この人の文体は小説でもそうなのだけれど才気煥発というわけでは決して無い。 わりと純朴でまっすぐな、美辞麗句とは懸け離れた文体の人で、 メールマガジンの文体ではその発表形態との関わりだろうけれど、さらにその傾向が強い。 言い換えれば、ふつうの人がふつうに丁寧に書いたかのような文章。 でも彼は文体よりも内容の人で、今回はいつもにもまして直接的にメッセージが載っている。 一番読んでいて気持ち良かったのは、受信者(一般読者)に対して、 「彼が知識を披露する場」では無く、徹底して自分の特権的立場を崩して受信者の目線の位置を、 常に意識し続けているところだった。
さて、内容、だけど。
う〜ん、面白かった。
「テロは許されない、だから」という論法と、 「テロは許されない、しかし」という論法が二つある。 池澤は直感的に後者を選び、それを少しずつ吟味し、前に進めていった。 僕には少しこの内容を消化する時間が必要かもしれない。 でも直感的にはどかも既に分かっている、採るべきは後者だ。
特に面白くて惹かれたテーマが幾つかあったがそのうちの一つが・・・
「小泉氏の話法のファシズム性について」 どかが前々からずぅっと強烈に違和感を抱いていた小泉純一郎の物言いを、 極めて明解に分析してその構造を示してくれている。 この点に関しては「まさにその通り!」と思った、つまり・・・
a:テロは悪い b:テロは根絶しなければならない c:徹底的に戦わなければならない d:そのために英米はじめ国際社会が団結している e:日本だけが何もしないではいられない(だから自衛隊を出します) f:戦闘地域には行きません g:武力行使もしません h:人道的支援をするだけ i:それがなぜいけないのですか!
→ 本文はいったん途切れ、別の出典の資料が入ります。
//! Single-connection relay to the playground chat socket.
//!
//! DESIGN
//! ======
//! `ConnectionManager` owns at most one live connection. Each connection is
//! driven by its own socket task (see `socket.rs`) that authenticates with a
//! credential frame, relays every inbound frame as a [`RelayEvent`], and
//! drains a per-connection outbound queue. The manager itself never touches
//! the socket; it only validates the endpoint, spawns the task, and reads the
//! task's published [`ConnectionState`].
//!
//! LIFECYCLE
//! =========
//! `absent → connecting → open → closed`. `closed` is terminal for a
//! connection: a later `connect` starts a new one with a fresh
//! [`ConnectionId`]. Any previous connection is closed before the new one is
//! assigned.

mod socket;

use std::fmt;
use std::time::Duration;

use frames::{Credential, InboundMessage, Outbound};
use tokio::sync::{mpsc, oneshot, watch};
use tokio::task::JoinHandle;
use tokio_tungstenite::tungstenite::client::IntoClientRequest;
use uuid::Uuid;

/// How long [`ConnectionManager::shutdown`] waits for the close handshake.
const SHUTDOWN_GRACE: Duration = Duration::from_secs(2);

// =============================================================================
// TYPES
// =============================================================================

/// Error returned when a connection attempt cannot be initiated.
#[derive(Debug, thiserror::Error)]
pub enum RelayError {
    /// The endpoint is not a usable `ws://` or `wss://` URL.
    #[error("invalid websocket endpoint {0}")]
    InvalidEndpoint(String),
    /// `connect` was called outside a Tokio runtime.
    #[error("no async runtime available to drive the connection")]
    NoRuntime,
}

/// Lifecycle of the managed connection.
#[derive(Clone, Copy, Debug, PartialEq, Eq)]
pub enum ConnectionState {
    /// No connection has been requested yet.
    Absent,
    /// Handshake or credential send in flight.
    Connecting,
    /// Credential sent; commands are accepted.
    Open,
    /// Closed by the peer, by a transport error, or by teardown. Terminal.
    Closed,
}

impl ConnectionState {
    #[must_use]
    pub fn as_str(self) -> &'static str {
        match self {
            Self::Absent => "absent",
            Self::Connecting => "connecting",
            Self::Open => "open",
            Self::Closed => "closed",
        }
    }

    /// Whether the connection may still open or relay frames.
    #[must_use]
    pub fn is_live(self) -> bool {
        matches!(self, Self::Connecting | Self::Open)
    }
}

impl fmt::Display for ConnectionState {
    fn fmt(&self, f: &mut fmt::Formatter<'_>) -> fmt::Result {
        f.write_str(self.as_str())
    }
}

/// Identifies one connection attempt. Events from a replaced connection keep
/// their old id so consumers can tell them apart.
#[derive(Clone, Copy, Debug, PartialEq, Eq, Hash)]
pub struct ConnectionId(Uuid);

impl ConnectionId {
    #[must_use]
    pub fn new() -> Self {
        Self(Uuid::new_v4())
    }
}

impl Default for ConnectionId {
    fn default() -> Self {
        Self::new()
    }
}

impl fmt::Display for ConnectionId {
    fn fmt(&self, f: &mut fmt::Formatter<'_>) -> fmt::Result {
        self.0.fmt(f)
    }
}

/// Everything the relay reports to its consumer, in transport order.
#[derive(Clone, Debug, PartialEq)]
pub enum RelayEvent {
    /// The connection moved to a new lifecycle state.
    Status { connection: ConnectionId, state: ConnectionState },
    /// An inbound frame, parsed and unmodified.
    Message { connection: ConnectionId, message: InboundMessage },
}

impl RelayEvent {
    #[must_use]
    pub fn connection(&self) -> ConnectionId {
        match self {
            Self::Status { connection, .. } | Self::Message { connection, .. } => *connection,
        }
    }
}

// =============================================================================
// CONNECTION MANAGER
// =============================================================================

/// Handle to the socket task of one connection.
struct Connection {
    id: ConnectionId,
    state: watch::Receiver<ConnectionState>,
    outbound: mpsc::UnboundedSender<Outbound>,
    shutdown: Option<oneshot::Sender<()>>,
    task: JoinHandle<()>,
}

impl Connection {
    fn state(&self) -> ConnectionState {
        *self.state.borrow()
    }

    fn close(&mut self) {
        if let Some(shutdown) = self.shutdown.take() {
            let _ = shutdown.send(());
        }
    }
}

/// Owns the single relay connection for the process.
pub struct ConnectionManager {
    endpoint: String,
    events: mpsc::UnboundedSender<RelayEvent>,
    current: Option<Connection>,
}

impl ConnectionManager {
    /// Create a manager for `endpoint` and the receiver its events flow into.
    #[must_use]
    pub fn new(endpoint: impl Into<String>) -> (Self, mpsc::UnboundedReceiver<RelayEvent>) {
        let (events, rx) = mpsc::unbounded_channel();
        let manager = Self { endpoint: endpoint.into(), events, current: None };
        (manager, rx)
    }

    /// Start a connection and report whether the attempt was initiated.
    ///
    /// The open itself completes asynchronously; its outcome arrives as a
    /// [`RelayEvent::Status`]. Initiation errors are logged.
    pub fn connect(&mut self, credential: Credential) -> bool {
        match self.try_connect(credential) {
            Ok(_) => true,
            Err(e) => {
                tracing::error!(error = %e, endpoint = %self.endpoint, "relay: connect failed");
                false
            }
        }
    }

    /// Start a connection, closing any previous one first.
    ///
    /// # Errors
    ///
    /// Returns [`RelayError::InvalidEndpoint`] when the endpoint is not a
    /// `ws`/`wss` URL, and [`RelayError::NoRuntime`] outside a Tokio runtime.
    /// The previous connection is left untouched on error.
    pub fn try_connect(&mut self, credential: Credential) -> Result<ConnectionId, RelayError> {
        let request = self
            .endpoint
            .as_str()
            .into_client_request()
            .map_err(|e| RelayError::InvalidEndpoint(format!("{}: {e}", self.endpoint)))?;
        if !matches!(request.uri().scheme_str(), Some("ws" | "wss")) {
            return Err(RelayError::InvalidEndpoint(self.endpoint.clone()));
        }
        let runtime = tokio::runtime::Handle::try_current().map_err(|_| RelayError::NoRuntime)?;

        self.close();

        let id = ConnectionId::new();
        let (state_tx, state_rx) = watch::channel(ConnectionState::Connecting);
        let (outbound_tx, outbound_rx) = mpsc::unbounded_channel();
        let (shutdown_tx, shutdown_rx) = oneshot::channel();

        let _ = self.events.send(RelayEvent::Status { connection: id, state: ConnectionState::Connecting });
        tracing::info!(connection = %id, endpoint = %self.endpoint, "relay: connecting");

        let socket = socket::SocketTask {
            id,
            state: state_tx,
            events: self.events.clone(),
            outbound: outbound_rx,
            shutdown: shutdown_rx,
        };
        let task = runtime.spawn(socket::run(socket, request, credential));

        self.current = Some(Connection {
            id,
            state: state_rx,
            outbound: outbound_tx,
            shutdown: Some(shutdown_tx),
            task,
        });
        Ok(id)
    }

    /// Forward a user command. Returns `false` unless the connection is open.
    pub fn send_command(&self, command: &str) -> bool {
        let Some(conn) = self.current.as_ref().filter(|c| c.state() == ConnectionState::Open) else {
            tracing::debug!("relay: send refused, no open connection");
            return false;
        };
        conn.outbound.send(Outbound::command(command)).is_ok()
    }

    /// Ask the current connection to close. No-op when there is none.
    pub fn close(&mut self) {
        if let Some(mut conn) = self.current.take() {
            tracing::info!(connection = %conn.id, "relay: closing connection");
            conn.close();
        }
    }

    /// Close the current connection and wait for its socket task to finish,
    /// so the close frame is written before the runtime goes away.
    ///
    /// The task is aborted if it has not exited after `SHUTDOWN_GRACE`.
    pub async fn shutdown(&mut self) {
        let Some(mut conn) = self.current.take() else {
            return;
        };
        tracing::info!(connection = %conn.id, "relay: shutting down connection");
        conn.close();
        if tokio::time::timeout(SHUTDOWN_GRACE, &mut conn.task).await.is_err() {
            tracing::warn!(connection = %conn.id, "relay: close handshake timed out");
            conn.task.abort();
        }
    }

    #[must_use]
    pub fn state(&self) -> ConnectionState {
        self.current.as_ref().map_or(ConnectionState::Absent, Connection::state)
    }

    #[must_use]
    pub fn current_id(&self) -> Option<ConnectionId> {
        self.current.as_ref().map(|c| c.id)
    }

    /// Whether `id` names the connection currently held by the manager.
    #[must_use]
    pub fn is_current(&self, id: ConnectionId) -> bool {
        self.current_id() == Some(id)
    }

    /// Whether the socket task of the current connection has exited.
    #[must_use]
    pub fn is_finished(&self) -> bool {
        self.current.as_ref().is_none_or(|c| c.task.is_finished())
    }
}

impl Drop for ConnectionManager {
    fn drop(&mut self) {
        self.close();
    }
}

#[cfg(test)]
#[path = "lib_test.rs"]
mod tests;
論理を次のステップに進めるときにいくつもあるはずのオプションを全て外して、 あたかも一本道で真実まで辿り着いているかのような勢いで熱弁を振るうのが小泉流。 しかもその一つ一つのステップで、 言葉の定義は限り無く曖昧にぼかしていることも、自分の熱弁とスピードで覆い隠そうとしている。 dからeにかけての論理的飛躍は不合理だし、fghの言葉の定義は滅茶苦茶。 そうしてiは決して相手への問いかけでは無く、全ての反対意見を圧殺する決め台詞。 平田オリザや青年団の役者ならきっと、鼻で笑うんだろうな、この人の「対話能力」の無さを。 「半疑問文」を濫用するほうが100倍ましに思える。
大好きなマンガ家、どかにとっての御三家。
望月峰太郎:「バタ足金魚」「バイクメ〜ン」「お茶の間」「ドラゴンヘッド」 松本大洋:「ZERO」「花男」「鉄コン筋クリート」「ピンポン」「ナンバー吾」 岡崎京子:「PINK」「カトゥーンズ」「愛の生活」「リバーズエッジ」
何だか、この三人の名前を並べただけで、懐古的香りがしてしまうのはなぜだろう。 最近のマンガも面白いのだけれど、この三人と比べてしまうと、ちょっと物足りない。 安野モヨコとかも面白かったけれど、岡崎京子を読んでしまった後では・・・
彼女は今、まだマンガを描けないでいる。 でも吉本ばななはそのインタビューをこう締めくくった。
生きていてくれるだけで、私は嬉しい(文藝別冊・総特集「岡崎京子」より)
ああ。
ああ、そうかあ。
あの天才の再起動を、単純に強く心待ちにしていた自分が恥ずかしくなった。 まだまだだなあ、私も。